**EXERCISE REQUIREMENTS**
Copy every entry below, exactly and in full.

____

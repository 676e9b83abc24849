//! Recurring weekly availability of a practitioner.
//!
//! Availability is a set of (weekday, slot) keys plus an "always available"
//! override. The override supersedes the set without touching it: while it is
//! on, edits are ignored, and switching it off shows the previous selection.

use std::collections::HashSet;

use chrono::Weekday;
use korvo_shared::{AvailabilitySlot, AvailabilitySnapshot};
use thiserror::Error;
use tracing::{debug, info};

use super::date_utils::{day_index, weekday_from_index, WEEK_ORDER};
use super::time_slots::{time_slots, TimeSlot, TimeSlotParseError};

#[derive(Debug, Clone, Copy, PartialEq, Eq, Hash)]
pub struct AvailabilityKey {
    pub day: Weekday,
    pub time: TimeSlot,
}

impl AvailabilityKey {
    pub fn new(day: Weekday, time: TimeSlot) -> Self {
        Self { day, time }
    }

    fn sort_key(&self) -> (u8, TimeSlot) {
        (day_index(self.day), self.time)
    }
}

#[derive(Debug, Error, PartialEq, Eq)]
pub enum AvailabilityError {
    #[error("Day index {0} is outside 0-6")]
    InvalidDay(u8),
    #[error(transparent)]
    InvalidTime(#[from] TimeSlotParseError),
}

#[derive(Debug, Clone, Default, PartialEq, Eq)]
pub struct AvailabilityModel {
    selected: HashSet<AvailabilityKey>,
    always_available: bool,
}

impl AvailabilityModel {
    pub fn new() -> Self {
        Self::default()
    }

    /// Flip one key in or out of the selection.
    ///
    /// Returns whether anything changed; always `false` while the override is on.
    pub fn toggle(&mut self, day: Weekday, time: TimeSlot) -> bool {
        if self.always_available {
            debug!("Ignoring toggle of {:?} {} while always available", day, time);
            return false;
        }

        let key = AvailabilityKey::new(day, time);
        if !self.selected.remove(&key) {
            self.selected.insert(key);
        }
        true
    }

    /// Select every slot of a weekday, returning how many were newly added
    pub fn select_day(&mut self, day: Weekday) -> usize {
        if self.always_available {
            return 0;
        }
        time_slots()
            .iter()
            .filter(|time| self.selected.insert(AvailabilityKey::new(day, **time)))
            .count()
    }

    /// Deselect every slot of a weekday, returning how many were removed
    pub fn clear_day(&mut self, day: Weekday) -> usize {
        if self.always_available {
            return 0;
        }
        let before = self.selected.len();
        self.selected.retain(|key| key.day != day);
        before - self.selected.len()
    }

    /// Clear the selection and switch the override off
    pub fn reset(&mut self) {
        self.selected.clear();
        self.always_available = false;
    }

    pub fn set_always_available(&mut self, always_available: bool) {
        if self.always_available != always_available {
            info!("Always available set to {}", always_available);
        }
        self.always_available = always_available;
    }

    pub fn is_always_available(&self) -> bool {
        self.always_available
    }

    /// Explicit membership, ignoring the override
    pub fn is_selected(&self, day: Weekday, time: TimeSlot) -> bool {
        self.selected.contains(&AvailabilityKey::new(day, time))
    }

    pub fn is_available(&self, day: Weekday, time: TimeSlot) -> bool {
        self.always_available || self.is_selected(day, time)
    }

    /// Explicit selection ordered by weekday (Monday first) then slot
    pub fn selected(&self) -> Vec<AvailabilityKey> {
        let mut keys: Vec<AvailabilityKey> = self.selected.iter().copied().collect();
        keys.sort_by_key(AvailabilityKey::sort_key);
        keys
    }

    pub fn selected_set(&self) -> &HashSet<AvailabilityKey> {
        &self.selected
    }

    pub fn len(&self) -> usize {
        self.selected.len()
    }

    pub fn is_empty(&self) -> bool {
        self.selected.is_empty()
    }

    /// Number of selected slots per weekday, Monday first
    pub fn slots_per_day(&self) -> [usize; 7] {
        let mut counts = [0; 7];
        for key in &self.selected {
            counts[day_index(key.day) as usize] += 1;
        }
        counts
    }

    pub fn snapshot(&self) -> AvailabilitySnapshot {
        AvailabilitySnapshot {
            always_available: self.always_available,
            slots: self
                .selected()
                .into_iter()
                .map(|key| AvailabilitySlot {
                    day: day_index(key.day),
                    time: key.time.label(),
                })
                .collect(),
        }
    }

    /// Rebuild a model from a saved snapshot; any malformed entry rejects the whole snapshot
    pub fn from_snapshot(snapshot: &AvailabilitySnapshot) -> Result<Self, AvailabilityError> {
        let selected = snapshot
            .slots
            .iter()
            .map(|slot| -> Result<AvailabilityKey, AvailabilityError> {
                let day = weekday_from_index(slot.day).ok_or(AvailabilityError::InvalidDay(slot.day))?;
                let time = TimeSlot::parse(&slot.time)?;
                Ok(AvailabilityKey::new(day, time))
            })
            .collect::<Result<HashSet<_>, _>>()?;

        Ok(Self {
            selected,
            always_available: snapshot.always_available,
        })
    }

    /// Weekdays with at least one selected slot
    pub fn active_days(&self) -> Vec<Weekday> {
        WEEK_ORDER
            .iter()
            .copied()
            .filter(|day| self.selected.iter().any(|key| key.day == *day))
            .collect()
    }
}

____

**ANSWER SECTION**
repository 676e9b83abc24849
//! Recurring weekly availability of a practitioner.
//!
//! Availability is a set of (weekday, slot) keys plus an "always available"
//! override. The override supersedes the set without touching it: while it is
//! on, edits are ignored, and switching it off shows the previous selection.

use std::collections::HashSet;

use chrono::Weekday;
use korvo_shared::{AvailabilitySlot, AvailabilitySnapshot};
use thiserror::Error;
use tracing::{debug, info};

use super::date_utils::{day_index, weekday_from_index, WEEK_ORDER};
use super::time_slots::{time_slots, TimeSlot, TimeSlotParseError};

#[derive(Debug, Clone, Copy, PartialEq, Eq, Hash)]
pub struct AvailabilityKey {
    pub day: Weekday,
    pub time: TimeSlot,
}

impl AvailabilityKey {
    pub fn new(day: Weekday, time: TimeSlot) -> Self {
        Self { day, time }
    }

    fn sort_key(&self) -> (u8, TimeSlot) {
        (day_index(self.day), self.time)
    }
}

#[derive(Debug, Error, PartialEq, Eq)]
pub enum AvailabilityError {
    #[error("Day index {0} is outside 0-6")]
    InvalidDay(u8),
    #[error(transparent)]
    InvalidTime(#[from] TimeSlotParseError),
}

#[derive(Debug, Clone, Default, PartialEq, Eq)]
pub struct AvailabilityModel {
    selected: HashSet<AvailabilityKey>,
    always_available: bool,
}

impl AvailabilityModel {
    pub fn new() -> Self {
        Self::default()
    }

    /// Flip one key in or out of the selection.
    ///
    /// Returns whether anything changed; always `false` while the override is on.
    pub fn toggle(&mut self, day: Weekday, time: TimeSlot) -> bool {
        if self.always_available {
            debug!("Ignoring toggle of {:?} {} while always available", day, time);
            return false;
        }

        let key = AvailabilityKey::new(day, time);
        if !self.selected.remove(&key) {
            self.selected.insert(key);
        }
        true
    }

    /// Select every slot of a weekday, returning how many were newly added
    pub fn select_day(&mut self, day: Weekday) -> usize {
        if self.always_available {
            return 0;
        }
        time_slots()
            .iter()
            .filter(|time| self.selected.insert(AvailabilityKey::new(day, **time)))
            .count()
    }

    /// Deselect every slot of a weekday, returning how many were removed
    pub fn clear_day(&mut self, day: Weekday) -> usize {
        if self.always_available {
            return 0;
        }
        let before = self.selected.len();
        self.selected.retain(|key| key.day != day);
        before - self.selected.len()
    }

    /// Clear the selection and switch the override off
    pub fn reset(&mut self) {
        self.selected.clear();
        self.always_available = false;
    }

    pub fn set_always_available(&mut self, always_available: bool) {
        if self.always_available != always_available {
            info!("Always available set to {}", always_available);
        }
        self.always_available = always_available;
    }

    pub fn is_always_available(&self) -> bool {
        self.always_available
    }

    /// Explicit membership, ignoring the override
    pub fn is_selected(&self, day: Weekday, time: TimeSlot) -> bool {
        self.selected.contains(&AvailabilityKey::new(day, time))
    }

    pub fn is_available(&self, day: Weekday, time: TimeSlot) -> bool {
        self.always_available || self.is_selected(day, time)
    }

    /// Explicit selection ordered by weekday (Monday first) then slot
    pub fn selected(&self) -> Vec<AvailabilityKey> {
        let mut keys: Vec<AvailabilityKey> = self.selected.iter().copied().collect();
        keys.sort_by_key(AvailabilityKey::sort_key);
        keys
    }

    pub fn selected_set(&self) -> &HashSet<AvailabilityKey> {
        &self.selected
    }

    pub fn len(&self) -> usize {
        self.selected.len()
    }

    pub fn is_empty(&self) -> bool {
        self.selected.is_empty()
    }

    /// Number of selected slots per weekday, Monday first
    pub fn slots_per_day(&self) -> [usize; 7] {
        let mut counts = [0; 7];
        for key in &self.selected {
            counts[day_index(key.day) as usize] += 1;
        }
        counts
    }

    pub fn snapshot(&self) -> AvailabilitySnapshot {
        AvailabilitySnapshot {
            always_available: self.always_available,
            slots: self
                .selected()
                .into_iter()
                .map(|key| AvailabilitySlot {
                    day: day_index(key.day),
                    time: key.time.label(),
                })
                .collect(),
        }
    }

    /// Rebuild a model from a saved snapshot; any malformed entry rejects the whole snapshot
    pub fn from_snapshot(snapshot: &AvailabilitySnapshot) -> Result<Self, AvailabilityError> {
        let selected = snapshot
            .slots
            .iter()
            .map(|slot| -> Result<AvailabilityKey, AvailabilityError> {
                let day = weekday_from_index(slot.day).ok_or(AvailabilityError::InvalidDay(slot.day))?;
                let time = TimeSlot::parse(&slot.time)?;
                Ok(AvailabilityKey::new(day, time))
            })
            .collect::<Result<HashSet<_>, _>>()?;

        Ok(Self {
            selected,
            always_available: snapshot.always_available,
        })
    }

    /// Weekdays with at least one selected slot
    pub fn active_days(&self) -> Vec<Weekday> {
        WEEK_ORDER
            .iter()
            .copied()
            .filter(|day| self.selected.iter().any(|key| key.day == *day))
            .collect()
    }
}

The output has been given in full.